Task directions: What lines below contain the word "impl"? Please pull each one out.

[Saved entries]
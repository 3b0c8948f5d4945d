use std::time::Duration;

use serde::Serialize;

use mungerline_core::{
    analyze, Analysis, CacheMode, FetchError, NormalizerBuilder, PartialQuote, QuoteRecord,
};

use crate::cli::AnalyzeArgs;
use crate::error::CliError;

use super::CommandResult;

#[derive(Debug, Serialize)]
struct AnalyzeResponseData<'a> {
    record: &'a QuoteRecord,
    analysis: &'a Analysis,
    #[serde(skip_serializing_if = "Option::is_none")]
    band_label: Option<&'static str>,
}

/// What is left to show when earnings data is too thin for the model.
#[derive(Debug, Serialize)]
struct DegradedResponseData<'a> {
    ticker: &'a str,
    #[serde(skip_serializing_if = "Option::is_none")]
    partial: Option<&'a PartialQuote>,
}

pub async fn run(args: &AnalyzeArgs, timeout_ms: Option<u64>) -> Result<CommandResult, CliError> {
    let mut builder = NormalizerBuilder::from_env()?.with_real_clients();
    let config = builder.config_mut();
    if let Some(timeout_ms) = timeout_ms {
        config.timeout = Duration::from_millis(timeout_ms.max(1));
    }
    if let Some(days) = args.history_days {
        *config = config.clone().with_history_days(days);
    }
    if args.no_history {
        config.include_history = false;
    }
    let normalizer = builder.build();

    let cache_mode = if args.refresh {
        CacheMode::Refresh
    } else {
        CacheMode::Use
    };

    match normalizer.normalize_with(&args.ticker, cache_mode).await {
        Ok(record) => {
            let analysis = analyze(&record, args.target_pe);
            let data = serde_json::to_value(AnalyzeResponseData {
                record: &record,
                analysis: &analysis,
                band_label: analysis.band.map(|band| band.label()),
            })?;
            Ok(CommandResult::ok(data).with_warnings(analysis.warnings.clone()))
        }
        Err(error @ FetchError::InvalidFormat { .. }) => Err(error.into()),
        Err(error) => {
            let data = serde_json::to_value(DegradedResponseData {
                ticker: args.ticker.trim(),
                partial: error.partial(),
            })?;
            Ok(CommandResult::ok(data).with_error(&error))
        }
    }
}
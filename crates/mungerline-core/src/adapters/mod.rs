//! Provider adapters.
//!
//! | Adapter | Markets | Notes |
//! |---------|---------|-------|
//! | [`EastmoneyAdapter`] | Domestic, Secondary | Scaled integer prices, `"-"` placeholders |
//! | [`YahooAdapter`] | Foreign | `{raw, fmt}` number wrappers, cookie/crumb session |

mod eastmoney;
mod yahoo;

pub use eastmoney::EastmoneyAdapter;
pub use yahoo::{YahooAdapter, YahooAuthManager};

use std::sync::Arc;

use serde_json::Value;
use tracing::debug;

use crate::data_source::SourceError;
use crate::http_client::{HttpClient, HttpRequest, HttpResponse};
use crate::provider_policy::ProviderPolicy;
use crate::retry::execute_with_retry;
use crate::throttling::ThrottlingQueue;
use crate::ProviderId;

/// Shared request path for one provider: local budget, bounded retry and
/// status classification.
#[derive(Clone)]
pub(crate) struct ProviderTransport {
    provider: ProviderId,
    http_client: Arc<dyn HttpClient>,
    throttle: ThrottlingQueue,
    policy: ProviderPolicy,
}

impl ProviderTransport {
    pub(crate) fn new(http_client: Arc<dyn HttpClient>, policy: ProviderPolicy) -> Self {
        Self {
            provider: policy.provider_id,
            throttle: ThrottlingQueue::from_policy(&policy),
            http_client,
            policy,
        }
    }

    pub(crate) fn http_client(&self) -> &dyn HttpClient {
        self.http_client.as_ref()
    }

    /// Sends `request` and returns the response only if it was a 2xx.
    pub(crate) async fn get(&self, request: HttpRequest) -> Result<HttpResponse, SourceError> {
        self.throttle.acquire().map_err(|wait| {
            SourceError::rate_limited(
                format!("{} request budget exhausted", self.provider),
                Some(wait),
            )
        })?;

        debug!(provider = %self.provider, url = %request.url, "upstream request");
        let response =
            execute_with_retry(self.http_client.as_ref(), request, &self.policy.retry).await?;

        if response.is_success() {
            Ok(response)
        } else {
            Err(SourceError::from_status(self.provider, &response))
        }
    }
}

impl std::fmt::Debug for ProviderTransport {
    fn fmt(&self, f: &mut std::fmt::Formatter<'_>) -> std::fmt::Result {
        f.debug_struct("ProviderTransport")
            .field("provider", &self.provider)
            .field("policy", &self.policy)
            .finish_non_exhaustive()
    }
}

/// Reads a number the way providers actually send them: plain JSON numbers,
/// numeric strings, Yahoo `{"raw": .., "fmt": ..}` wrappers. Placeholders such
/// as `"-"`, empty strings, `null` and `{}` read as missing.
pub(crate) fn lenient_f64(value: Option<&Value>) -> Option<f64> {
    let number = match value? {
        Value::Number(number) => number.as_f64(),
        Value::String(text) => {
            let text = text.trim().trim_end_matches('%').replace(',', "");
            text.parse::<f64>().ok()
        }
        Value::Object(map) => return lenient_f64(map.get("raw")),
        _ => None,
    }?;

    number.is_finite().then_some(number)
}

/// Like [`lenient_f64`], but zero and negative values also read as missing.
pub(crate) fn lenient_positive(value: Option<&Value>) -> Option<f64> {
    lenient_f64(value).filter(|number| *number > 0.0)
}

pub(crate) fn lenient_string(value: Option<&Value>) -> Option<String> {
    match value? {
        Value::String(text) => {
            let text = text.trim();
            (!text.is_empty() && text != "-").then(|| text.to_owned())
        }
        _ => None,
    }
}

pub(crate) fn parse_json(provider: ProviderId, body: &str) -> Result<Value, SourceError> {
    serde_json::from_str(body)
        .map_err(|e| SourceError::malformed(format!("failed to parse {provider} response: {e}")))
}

Answer:
impl ProviderTransport {
impl std::fmt::Debug for ProviderTransport {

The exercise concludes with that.